**The problem**: Look below. Copy each line that has "Error" in it.
Study material Start Marker
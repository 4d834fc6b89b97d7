use std::fs;
use std::io::{BufRead, BufReader};
use std::process;

use clap::Parser;

use lexfield::phoneme::{self, Target};

/// Convert DISC transcription fields of a delimited lexicon file to
/// another phonetic representation.
#[derive(Parser)]
#[command(name = "reprtool", about = "DISC representation conversion")]
struct Cli {
    /// Lexicon file, one backslash-delimited record per line
    file: String,

    /// Alternating pairs: target alphabet (SP, CX or CP) and 1-based
    /// field number
    #[arg(required = true, num_args = 2..)]
    pairs: Vec<String>,

    /// Field delimiter
    #[arg(long, default_value = "\\")]
    delimiter: String,
}

/// Parse and validate the (target, field) pairs before any record is
/// read, so configuration mistakes never produce partial output.
fn parse_pairs(raw: &[String]) -> Vec<(usize, Target)> {
    if raw.len() % 2 != 0 {
        eprintln!("Error: targets and field numbers must come in pairs");
        process::exit(1);
    }
    let mut requests = Vec::with_capacity(raw.len() / 2);
    for pair in raw.chunks(2) {
        let target = Target::from_name(&pair[0]).unwrap_or_else(|e| {
            eprintln!("Error: {e}");
            process::exit(1);
        });
        let field: usize = pair[1].parse().unwrap_or_else(|_| {
            eprintln!("Error: field number must be a positive integer, got {:?}", pair[1]);
            process::exit(1);
        });
        if field == 0 {
            eprintln!("Error: field numbers are 1-based");
            process::exit(1);
        }
        requests.push((field, target));
    }
    requests
}

fn main() {
    let cli = Cli::parse();
    let requests = parse_pairs(&cli.pairs);

    let file = fs::File::open(&cli.file).unwrap_or_else(|e| {
        eprintln!("Failed to open input file {}: {}", cli.file, e);
        process::exit(1);
    });

    let mut failed = 0usize;
    for (lineno, line) in BufReader::new(file).lines().enumerate() {
        let line = line.unwrap_or_else(|e| {
            eprintln!("Failed to read line: {e}");
            process::exit(1);
        });
        match phoneme::convert_record(&line, &cli.delimiter, &requests) {
            Ok(converted) => println!("{converted}"),
            Err(e) => {
                // Records narrower than the requested field are reported
                // and skipped; the batch continues.
                eprintln!("line {}: {}", lineno + 1, e);
                failed += 1;
            }
        }
    }
    if failed > 0 {
        eprintln!("({failed} records skipped)");
    }
}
Study material End Marker
**Response area**:
        eprintln!("Error: targets and field numbers must come in pairs");
            eprintln!("Error: {e}");
            eprintln!("Error: field number must be a positive integer, got {:?}", pair[1]);
            eprintln!("Error: field numbers are 1-based");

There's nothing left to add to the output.